Promised Land (2012) features quite incredible pedigree – Gus Van Sant, Matt Damon, Frances McDormand and Dave Eggers are all involved – and is about a hot-button issue in fracking for natural gas, but strangely has had next to no hype around it. Here in Australia it has had a muted release, with only one of the four cinemas I frequent showing the film.
Having seen the film though, it is pretty easy to see why the film has generated a total lack of fuss. Whilst nothing about the film is bad, indeed it is all very slickly and professionally executed, the film is basically one giant cliché. Matt Damon plays an executive for a natural gas company. Along with his offsider Frances McDormand, they travel the American countryside, signing up farmers to allow fracking for gas on their land. They make a cool onscreen working team. Watching this made me realise that a Thelma and Louise (1991) remake starring Matt Damon and Frances McDormand in the main roles would be basically the greatest thing ever. No script, just them driving around the countryside for 90 minutes talking shit. I digress, in Australia, fracking (generally for coal seam gas) is all of a sudden a HUGE issue, and yes the capitals are necessary. I suspect it is a similarly sized issue in America too. In Australia at least, in one corner we have the big, bad, evil coal and gas multinationals, facing off against the unlikely alliance of green groups and agricultural organisations in the other corner. Basically, there is so much of this whole issue that is ripe for exploration and exposition through a great seam gas film. Unfortunately, Promised Land is definitely not that great film.
Overall, the film is much like the sales patter that Damon and McDormand use on their potential targets. Too slick for its own good. There is a Hollywood sheen in both material and execution that the film never transcends. It is pretty clear from the start who the good guys are and the bad guys are, and it is also always pretty clear where the film will end up. A huge twist toward the end falls ultra flat and just adds to the predictability of it all really. The narrative is so clunky. All the townsfolk seem for the gas company coming is.

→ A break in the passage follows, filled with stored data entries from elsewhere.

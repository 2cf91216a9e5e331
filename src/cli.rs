// Copyright 2023 Remi Bernotavicius

use crate::database;
use crate::database::models::{
    Ingredient, IngredientId, NewRecipe, Recipe, RecipeId, RequirementId, ShoppingItemId,
    DEFAULT_CATEGORY,
};
use crate::database::query;
use crate::kitchen::{
    self, sufficiency::Shortfall, unit_conversion::Measure, CookOutcome, IngredientEdit,
};
use crate::stats;
use crate::Result;
use clap::Subcommand;

#[derive(Debug, Subcommand)]
pub enum IngredientCommand {
    /// Add an item to the stock.
    Add {
        name: String,
        /// Unreadable quantities are stored as 0.
        quantity: String,
        unit: String,
        #[arg(long)]
        category: Option<String>,
    },
    List {
        #[arg(long)]
        category: Option<String>,
        /// Only items running low.
        #[arg(long)]
        low: bool,
        /// Only items whose name contains this text.
        #[arg(long)]
        search: Option<String>,
    },
    Edit {
        id: i32,
        #[arg(long)]
        name: Option<String>,
        #[arg(long)]
        quantity: Option<String>,
        #[arg(long)]
        unit: Option<String>,
        #[arg(long)]
        category: Option<String>,
    },
    Delete {
        id: i32,
    },
    /// Put one unit of the item on the shopping list.
    Shop {
        id: i32,
    },
}

#[derive(Debug, Subcommand)]
pub enum RecipeCommand {
    Add {
        name: String,
        #[arg(long, default_value = "")]
        instructions: String,
        #[arg(long)]
        image: Option<String>,
        #[arg(long)]
        category: Option<String>,
    },
    List {
        #[arg(long)]
        category: Option<String>,
        /// Only recipes the stock covers.
        #[arg(long)]
        cookable: bool,
        #[arg(short, long, default_value_t = 1, value_parser = clap::value_parser!(u32).range(1..))]
        portions: u32,
    },
    /// Show a recipe and how the stock covers it.
    Show {
        id: i32,
        #[arg(short, long, default_value_t = 1, value_parser = clap::value_parser!(u32).range(1..))]
        portions: u32,
    },
    Edit {
        id: i32,
        #[arg(long)]
        name: Option<String>,
        #[arg(long)]
        instructions: Option<String>,
        #[arg(long)]
        image: Option<String>,
        #[arg(long)]
        category: Option<String>,
    },
    Delete {
        id: i32,
    },
    /// Require an amount of a stock item per portion.
    Require {
        recipe: i32,
        ingredient: i32,
        amount: String,
        unit: String,
    },
    EditRequirement {
        id: i32,
        amount: String,
        unit: String,
    },
    RemoveRequirement {
        id: i32,
    },
}

#[derive(Debug, Subcommand)]
pub enum ShoppingCommand {
    List,
    /// Credit an entry to the stock and take it off the list.
    Buy {
        id: i32,
        /// What was actually bought, if not the listed quantity.
        #[arg(long)]
        amount: Option<String>,
    },
    Delete {
        id: i32,
    },
}

fn format_quantity(q: f64) -> String {
    let s = format!("{q:.2}");
    let s = s.trim_end_matches('0').trim_end_matches('.');
    if s == "-0" {
        "0".into()
    } else {
        s.into()
    }
}

#[test]
fn quantities_format_compactly() {
    assert_eq!(format_quantity(4.0), "4");
    assert_eq!(format_quantity(0.5), "0.5");
    assert_eq!(format_quantity(0.127), "0.13");
    assert_eq!(format_quantity(1.999), "2");
    assert_eq!(format_quantity(0.0), "0");
    assert_eq!(format_quantity(-0.001), "0");
    assert_eq!(format_quantity(120.0), "120");
}

fn print_ingredient(i: &Ingredient) {
    let low = if kitchen::is_low_stock(i) { "  (low)" } else { "" };
    println!(
        "{:>4}  {:<24} {:>10} {:<14} {}{low}",
        i.id,
        i.name,
        format_quantity(i.quantity),
        i.unit,
        i.category
    );
}

fn print_recipe(r: &Recipe) {
    println!("{:>4}  {:<32} {}", r.id, r.name, r.category);
}

fn print_shortfall(s: &Shortfall) {
    println!("  {s} ({} {})", format_quantity(s.amount()), s.unit());
}

pub fn ingredients(conn: &mut database::Connection, command: IngredientCommand) -> Result<()> {
    match command {
        IngredientCommand::Add {
            name,
            quantity,
            unit,
            category,
        } => {
            let id = kitchen::add_ingredient(conn, &name, &quantity, &unit, category.as_deref())?;
            println!("added {name} as {id}");
        }
        IngredientCommand::List {
            category,
            low,
            search,
        } => {
            let items = match &search {
                Some(text) => query::search_ingredients(conn, text)?,
                None => query::list_ingredients(conn)?,
            };
            for i in items
                .iter()
                .filter(|i| category.as_ref().map_or(true, |c| &i.category == c))
                .filter(|i| !low || kitchen::is_low_stock(i))
            {
                print_ingredient(i);
            }
        }
        IngredientCommand::Edit {
            id,
            name,
            quantity,
            unit,
            category,
        } => {
            let edit = IngredientEdit {
                name,
                quantity,
                unit,
                category,
            };
            let item = kitchen::edit_ingredient(conn, IngredientId(id), edit)?;
            print_ingredient(&item);
        }
        IngredientCommand::Delete { id } => {
            if !query::delete_ingredient(conn, IngredientId(id))? {
                return Err(kitchen::Error::IngredientNotFound(IngredientId(id)).into());
            }
        }
        IngredientCommand::Shop { id } => {
            let item_id = kitchen::add_to_shopping_list(conn, IngredientId(id))?;
            println!("added to the shopping list as {item_id}");
        }
    }
    Ok(())
}

fn show_recipe(conn: &mut database::Connection, recipe: &Recipe, portions: u32) -> Result<()> {
    println!("{} ({})", recipe.name, recipe.category);
    if let Some(image) = &recipe.image_url {
        println!("image: {image}");
    }
    if !recipe.instructions.is_empty() {
        println!("\n{}\n", recipe.instructions);
    }

    for r in query::list_requirements(conn, recipe.id)? {
        println!(
            "{:>4}  {:<24} {:>8} {}",
            r.id,
            r.ingredient_name,
            format_quantity(r.required_amount),
            r.unit
        );
    }

    let shortfalls = kitchen::shortfalls(conn, recipe, portions)?;
    if shortfalls.is_empty() {
        println!("\nstock covers {portions} portion(s)");
    } else {
        println!("\nshort for {portions} portion(s):");
        for s in &shortfalls {
            print_shortfall(s);
        }
    }
    Ok(())
}

pub fn recipes(conn: &mut database::Connection, command: RecipeCommand) -> Result<()> {
    match command {
        RecipeCommand::Add {
            name,
            instructions,
            image,
            category,
        } => {
            let new_recipe = NewRecipe {
                name: name.trim().into(),
                instructions,
                image_url: image,
                category: category.unwrap_or_else(|| DEFAULT_CATEGORY.into()),
            };
            let id = query::insert_recipe(conn, &new_recipe)?;
            println!("added {} as {id}", new_recipe.name);
        }
        RecipeCommand::List {
            category,
            cookable,
            portions,
        } => {
            let mut recipes = query::list_recipes(conn)?;
            if let Some(category) = &category {
                recipes.retain(|r| &r.category == category);
            }
            if cookable {
                recipes = kitchen::list_cookable_recipes(conn, &recipes, portions)?;
            }
            for r in &recipes {
                print_recipe(r);
            }
        }
        RecipeCommand::Show { id, portions } => {
            let recipe = kitchen::find_recipe(conn, RecipeId(id))?;
            show_recipe(conn, &recipe, portions)?;
        }
        RecipeCommand::Edit {
            id,
            name,
            instructions,
            image,
            category,
        } => {
            let mut recipe = kitchen::find_recipe(conn, RecipeId(id))?;
            if let Some(name) = name {
                recipe.name = name;
            }
            if let Some(instructions) = instructions {
                recipe.instructions = instructions;
            }
            if let Some(image) = image {
                recipe.image_url = (!image.is_empty()).then_some(image);
            }
            if let Some(category) = category {
                recipe.category = category;
            }
            query::update_recipe(conn, &recipe)?;
            print_recipe(&recipe);
        }
        RecipeCommand::Delete { id } => {
            if !query::delete_recipe(conn, RecipeId(id))? {
                return Err(kitchen::Error::RecipeNotFound(RecipeId(id)).into());
            }
        }
        RecipeCommand::Require {
            recipe,
            ingredient,
            amount,
            unit,
        } => {
            let id = kitchen::add_requirement(
                conn,
                RecipeId(recipe),
                IngredientId(ingredient),
                &amount,
                &unit,
            )?;
            println!("added requirement {id}");
        }
        RecipeCommand::EditRequirement { id, amount, unit } => {
            kitchen::edit_requirement(conn, RequirementId(id), &amount, &unit)?;
        }
        RecipeCommand::RemoveRequirement { id } => {
            if !query::delete_requirement(conn, RequirementId(id))? {
                return Err(kitchen::Error::RequirementNotFound(RequirementId(id)).into());
            }
        }
    }
    Ok(())
}

pub fn shopping(conn: &mut database::Connection, command: ShoppingCommand) -> Result<()> {
    match command {
        ShoppingCommand::List => {
            for item in query::list_shopping_items(conn)? {
                let bought = if item.is_bought { "  (bought)" } else { "" };
                println!(
                    "{:>4}  {:<24} {:>10} {}{bought}",
                    item.id,
                    item.name,
                    format_quantity(item.quantity_needed),
                    item.unit
                );
            }
        }
        ShoppingCommand::Buy { id, amount } => {
            let amount = amount.as_deref().map(kitchen::parse_quantity);
            let stocked = kitchen::buy(conn, ShoppingItemId(id), amount)?;
            print_ingredient(&stocked);
        }
        ShoppingCommand::Delete { id } => {
            if !query::delete_shopping_item(conn, ShoppingItemId(id))? {
                return Err(kitchen::Error::ShoppingItemNotFound(ShoppingItemId(id)).into());
            }
        }
    }
    Ok(())
}

pub fn check(conn: &mut database::Connection, recipe_id: i32, portions: u32) -> Result<()> {
    let recipe = kitchen::find_recipe(conn, RecipeId(recipe_id))?;
    if kitchen::check_sufficiency(conn, &recipe, portions)? {
        println!("{}: enough stock for {portions} portion(s)", recipe.name);
    } else {
        println!("{}: not enough stock for {portions} portion(s)", recipe.name);
    }
    Ok(())
}

pub fn cook(conn: &mut database::Connection, recipe_id: i32, portions: u32) -> Result<()> {
    let recipe = kitchen::find_recipe(conn, RecipeId(recipe_id))?;
    let outcome = kitchen::cook(conn, &recipe, portions)?;
    if !outcome.is_cooked() {
        println!("can't cook {}:", recipe.name);
        for message in outcome.shortfall_messages() {
            println!("  {message}");
        }
        return Ok(());
    }

    println!("cooked {portions} portion(s) of {}", recipe.name);
    if let CookOutcome::Cooked(updated) = &outcome {
        for i in updated {
            print_ingredient(i);
        }
    }
    Ok(())
}

pub fn missing(conn: &mut database::Connection, recipe_id: i32, portions: u32) -> Result<()> {
    let recipe = kitchen::find_recipe(conn, RecipeId(recipe_id))?;
    match kitchen::add_missing_to_shopping_list(conn, &recipe, portions)? {
        0 => println!("stock is sufficient for {portions} portion(s)"),
        n => println!("{n} missing item(s) added to the shopping list"),
    }
    Ok(())
}

pub fn cookable(conn: &mut database::Connection, portions: u32) -> Result<()> {
    let recipes = query::list_recipes(conn)?;
    for r in &kitchen::list_cookable_recipes(conn, &recipes, portions)? {
        print_recipe(r);
    }
    Ok(())
}

pub fn units(ingredient: Option<&str>) {
    let name = ingredient.unwrap_or_default();
    for measure in Measure::iter() {
        println!(
            "{:<28} {:>8}",
            measure.to_string(),
            format_quantity(measure.base_units(name))
        );
    }
}

pub fn stats(conn: &mut database::Connection, limit: usize) -> Result<()> {
    println!("most cooked:");
    for (n, s) in stats::top_recipes(conn, limit)?.iter().enumerate() {
        println!("{:>3}. {:<24} {}", n + 1, s.name, format_quantity(s.total));
    }

    println!("\nmost used:");
    for (n, s) in stats::top_ingredients(conn, limit)?.iter().enumerate() {
        println!("{:>3}. {:<24} {}", n + 1, s.name, format_quantity(s.total));
    }

    println!("\nrecent:");
    for log in stats::recent(conn, limit)? {
        println!(
            "{:>4}  {}  {:<10} {:<24} {} {}",
            log.id,
            log.created_at.format("%Y-%m-%d %H:%M"),
            log.item_type,
            log.item_name,
            format_quantity(log.amount),
            log.unit
        );
    }
    Ok(())
}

That is until the crusty old science teacher gets up at the town meeting in the local school hall and educates the locals about the potential dangers of fracking. That’s the quality of narrative surprise you are basically stuck with for the whole film. Obviously any fictional film on an issue such as this will be a simplification, but this just feels like a vast oversimplification. The film briefly touches on some super interesting territory, such as the manner in which these companies prey on those of lower socio-economic status, the broader reasons behind the collapse of small-town America (and by extension Australia) and why good people work for really evil corporations. But these issues, as well as basically all the others the film contemplates, are examined in a very superficial, un-nuanced way.

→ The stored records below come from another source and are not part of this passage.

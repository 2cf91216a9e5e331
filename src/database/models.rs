// Copyright 2023 Remi Bernotavicius

use derive_more::Display;
use diesel::associations::Identifiable;
use diesel::deserialize::Queryable;
use diesel::expression::Selectable;
use diesel::prelude::Insertable;
use diesel_derive_enum::DbEnum;
use diesel_derive_newtype::DieselNewType;

pub const DEFAULT_CATEGORY: &str = "Genel";

#[derive(DieselNewType, Debug, Display, Hash, PartialEq, Eq, PartialOrd, Ord, Copy, Clone)]
pub struct IngredientId(pub i32);

/// A stock item. `quantity` is expressed in `unit`, whatever that unit happens to be.
#[derive(Queryable, Selectable, Identifiable, Debug, Clone, PartialEq)]
#[diesel(table_name = crate::database::schema::ingredients)]
pub struct Ingredient {
    pub id: IngredientId,
    pub name: String,
    pub quantity: f64,
    pub unit: String,
    pub category: String,
}

#[derive(Insertable, Debug, Clone, PartialEq)]
#[diesel(table_name = crate::database::schema::ingredients)]
pub struct NewIngredient {
    pub name: String,
    pub quantity: f64,
    pub unit: String,
    pub category: String,
}

#[derive(DieselNewType, Debug, Display, Hash, PartialEq, Eq, PartialOrd, Ord, Copy, Clone)]
pub struct RecipeId(pub i32);

#[derive(Queryable, Selectable, Identifiable, Debug, Clone, PartialEq)]
#[diesel(table_name = crate::database::schema::recipes)]
pub struct Recipe {
    pub id: RecipeId,
    pub name: String,
    pub instructions: String,
    pub image_url: Option<String>,
    pub category: String,
}

#[derive(Insertable, Debug, Clone, PartialEq)]
#[diesel(table_name = crate::database::schema::recipes)]
pub struct NewRecipe {
    pub name: String,
    pub instructions: String,
    pub image_url: Option<String>,
    pub category: String,
}

#[derive(DieselNewType, Debug, Display, Hash, PartialEq, Eq, PartialOrd, Ord, Copy, Clone)]
pub struct RequirementId(pub i32);

/// How much of an ingredient one portion of a recipe needs.
///
/// `ingredient_name` is a copy of the ingredient's name taken when the requirement was created,
/// used to find the stock item again when `ingredient_id` no longer points at anything.
#[derive(Queryable, Selectable, Identifiable, Debug, Clone, PartialEq)]
#[diesel(table_name = crate::database::schema::recipe_requirements)]
pub struct RecipeRequirement {
    pub id: RequirementId,
    pub recipe_id: RecipeId,
    pub ingredient_id: IngredientId,
    pub ingredient_name: String,
    pub required_amount: f64,
    pub unit: String,
}

#[derive(Insertable, Debug, Clone, PartialEq)]
#[diesel(table_name = crate::database::schema::recipe_requirements)]
pub struct NewRecipeRequirement {
    pub recipe_id: RecipeId,
    pub ingredient_id: IngredientId,
    pub ingredient_name: String,
    pub required_amount: f64,
    pub unit: String,
}

#[derive(DieselNewType, Debug, Display, Hash, PartialEq, Eq, PartialOrd, Ord, Copy, Clone)]
pub struct ShoppingItemId(pub i32);

#[derive(Queryable, Selectable, Identifiable, Debug, Clone, PartialEq)]
#[diesel(table_name = crate::database::schema::shopping_items)]
pub struct ShoppingItem {
    pub id: ShoppingItemId,
    pub name: String,
    pub quantity_needed: f64,
    pub unit: String,
    pub is_bought: bool,
}

#[derive(Insertable, Debug, Clone, PartialEq)]
#[diesel(table_name = crate::database::schema::shopping_items)]
pub struct NewShoppingItem {
    pub name: String,
    pub quantity_needed: f64,
    pub unit: String,
}

#[derive(DieselNewType, Debug, Display, Hash, PartialEq, Eq, PartialOrd, Ord, Copy, Clone)]
pub struct UsageLogId(pub i32);

#[derive(Debug, Display, Hash, Copy, Clone, PartialEq, Eq, DbEnum)]
pub enum UsageKind {
    #[display("recipe")]
    Recipe,
    #[display("ingredient")]
    Ingredient,
}

#[derive(Queryable, Selectable, Identifiable, Debug, Clone, PartialEq)]
#[diesel(table_name = crate::database::schema::usage_logs)]
pub struct UsageLog {
    pub id: UsageLogId,
    pub item_name: String,
    pub item_type: UsageKind,
    pub amount: f64,
    pub unit: String,
    pub created_at: chrono::NaiveDateTime,
}

#[derive(Insertable, Debug, Clone, PartialEq)]
#[diesel(table_name = crate::database::schema::usage_logs)]
pub struct NewUsageLog {
    pub item_name: String,
    pub item_type: UsageKind,
    pub amount: f64,
    pub unit: String,
    pub created_at: chrono::NaiveDateTime,
}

The film does look great, although it is not hugely creative in the way it is shot, just very glossy. A couple of the performances are really good too. Matt Damon really is an exceptional actor, even when the material is not particularly good. And this material is not particularly good, the dialogue not at all sharp within a script that is just average overall. I have already mentioned Frances McDormand and unsurprisingly she is really good. Her and Damon are great together onscreen. Unfortunately the performance of Justin Kransinski (who also co-wrote the film with Damon) as an environmentalist who clashes with Damon drove me up the wall. He imbues his character with such an annoying presence that makes it impossible to warm to him and more importantly makes you wonder how he becomes such a darling of the townsfolk. Kransinski’s character just ruins the whole tone of the film, jarring with what has come before. Overall, the film is almost bizarre, because it is so hard to see what Van Sant and friends were going for. It is such an uneven experience.
Sorely lacking in edge, Promised Land is not the great seam gas film that really could be made, which is all the more disappointing given the fantastic bunch of people behind it. Clearly it is not all bad, Damon and McDormand really do light up the screen every time they are on it. But I really struggle to recommend it on any level.